7/10
Disturbingly intense
12 April 2010
Warning: Spoilers
I'm sorry, that the previous critiques on this 2010 French/Belgian movie paint such a dark, horrific and - most of all - wrong picture of it's content and meaning.

First off, let's get the plot right: Jonas, a young man around 17/18, lives alone with his brother near the Belgian border of France. His parents separated and his mother moved away and just visits them once ore twice a month. Jonas usually spends most of his time practicing to be a tennis-pro (just to get to a critique formally posted: you can not expect every young French actor to play tennis like a pro, bro) or with Didier, Nathalie and Pierre, friends of his mother, who play in the same tennis-club as Jonas does. As Jonas spends most of his time on the tennis-court, his academical achievements are not quite the top of the crops, actually he already is 3 years older than most of his classmates.
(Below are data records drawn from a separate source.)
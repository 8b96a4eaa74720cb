/*
Per-sample conversions: encoding the boot clock into HHMMSSmmm, parsing it
back (session reader), and quantizing a full 96x96 frame into the model's
int8 input.
*/

use criterion::{Criterion, criterion_group, criterion_main};
use std::{hint::black_box, time::Duration};

use sensor_pipeline::{
    config::FRAME_LEN,
    inferencer::quantize_input,
    pipeline::timestamp::{Timestamp, to_timestamp},
};

fn bench_timestamp(c: &mut Criterion) {
    let mut group = c.benchmark_group("timestamp");

    group.bench_function("encode", |b| {
        let mut ms = 0u64;
        b.iter(|| {
            ms = ms.wrapping_add(20);
            black_box(to_timestamp(black_box(ms)))
        });
    });

    group.bench_function("parse", |b| {
        b.iter(|| black_box("123456789".parse::<Timestamp>()));
    });

    group.finish();
}

fn bench_quantize_frame(c: &mut Criterion) {
    let mut group = c.benchmark_group("inference_input");
    group.measurement_time(Duration::from_secs(5));

    let frame: Vec<u8> = (0..FRAME_LEN).map(|i| i as u8).collect();
    let mut input = Vec::with_capacity(FRAME_LEN);
    group.bench_function("quantize_96x96", |b| {
        b.iter(|| {
            quantize_input(black_box(&frame), &mut input);
            black_box(input.len())
        });
    });

    group.finish();
}

criterion_group!(benches, bench_timestamp, bench_quantize_frame);
criterion_main!(benches);
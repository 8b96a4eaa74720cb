//! Time-since-boot source. IMU stamps and simulated camera capture times
//! share one clock so both streams order on the same base.

use std::time::{Duration, Instant};

#[derive(Debug, Clone, Copy)]
pub struct BootClock {
    boot: Instant,
}

impl BootClock {
    pub fn start() -> Self {
        Self {
            boot: Instant::now(),
        }
    }

    #[inline]
    pub fn since_boot(&self) -> Duration {
        self.boot.elapsed()
    }

    #[inline]
    pub fn millis_since_boot(&self) -> u64 {
        self.since_boot().as_millis() as u64
    }
}

impl Default for BootClock {
    fn default() -> Self {
        Self::start()
    }
}
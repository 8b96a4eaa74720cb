//! Capture → quantize → classify → publish.
//!
//! The frame buffer goes back to the camera as soon as its pixels have been
//! converted, so the pool is never held during the classifier call.

use std::sync::Arc;

use log::{debug, error, info, warn};

use crate::{
    config::INPUT_ZERO_OFFSET,
    error::{PipelineError, Result},
    inferencer::InferencerContext,
    sources::{CameraSource, Classifier, FrameLease, OutputTensor},
};

/// Maps unsigned 8-bit pixels into the model's signed 8-bit input domain.
pub fn quantize_input(pixels: &[u8], out: &mut Vec<i8>) {
    out.clear();
    out.extend(pixels.iter().map(|&p| (i16::from(p) - INPUT_ZERO_OFFSET) as i8));
}

/// Dequantized probability of `class` from a quantized output tensor.
pub fn probability(output: &OutputTensor, class: usize) -> Result<f32> {
    output
        .data
        .get(class)
        .map(|&q| output.quant.dequantize(q))
        .ok_or_else(|| {
            PipelineError::InferenceFailed(format!(
                "output has {} classes, wanted index {}",
                output.data.len(),
                class
            ))
        })
}

pub struct InferenceTask<C: CameraSource, M: Classifier> {
    camera: C,
    model: M,
    ctx: Arc<InferencerContext>,
    input: Vec<i8>,
}

impl<C: CameraSource, M: Classifier> InferenceTask<C, M> {
    pub fn new(camera: C, model: M, ctx: Arc<InferencerContext>) -> Self {
        let input = Vec::with_capacity(model.input_len());
        Self {
            camera,
            model,
            ctx,
            input,
        }
    }

    /// One capture + inference. On success the score has been published.
    pub fn infer_once(&mut self) -> Result<f32> {
        {
            let lease = FrameLease::acquire(&mut self.camera)?;
            quantize_input(lease.bytes(), &mut self.input);
        }

        let expected = self.model.input_len();
        if self.input.len() != expected {
            return Err(PipelineError::FrameSizeMismatch {
                expected,
                actual: self.input.len(),
            });
        }

        let output = self.model.infer(&self.input)?;
        let p = probability(&output, self.ctx.config.positive_class)?;

        if self.ctx.scores.publish(p) {
            debug!("Unread score overwritten");
        }
        Ok(p)
    }

    /// Runs for the life of the process; returns only if camera or model
    /// fail to initialise.
    pub fn run(mut self) {
        if let Err(e) = self.model.init() {
            error!("Model init failed, inference disabled: {}", e);
            return;
        }
        if let Err(e) = self.camera.init() {
            error!("Camera init failed, inference disabled: {}", e);
            return;
        }
        info!("Inference running (input {} values)", self.model.input_len());

        loop {
            match self.infer_once() {
                Ok(p) => {
                    self.ctx.stats.record_inference(true);
                    debug!("p(positive): {:.3}", p);
                }
                Err(e) => {
                    self.ctx.stats.record_inference(false);
                    warn!("Inference cycle skipped: {}", e);
                }
            }
        }
    }
}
Anyway, as most young man at his age, Jonas makes first contact witch sexuality (with a young girl from his school: Delphine) This stirs the interest of Didier, Nathalie and Pierre, who seem to have a very very good relationship with Jonas, as they talk (almost) openly about Jonas' experiences with Delphine.

When Jonas isn't allowed to take the regular exams, Pierre offers, to prepare him for a special test to replace it.

During this "private lessons" (which by the way is the German title of the movie) Pierre (Nathalie and Didier also) start to get very very VERY close to Jonas in the process of "teaching" him how everything works concerning sex.

The movie does not (as previously claimed) deal with a "pedophile pervert" or "mid-thirties giving blow jobs to minors" but with the sometimes thin borders between being helpful, being close and being abused. Joachim Lafosse (the director) depicts in a very distant but still not cold way the subtle changes that lead to... well I don't wanna tell you to much ;-)

After I watched the movie, I, personally, asked myself the question: When did this road towards "abuse" start? was it planned by Pierre from the beginning? Or was it Jonas' decision in the end?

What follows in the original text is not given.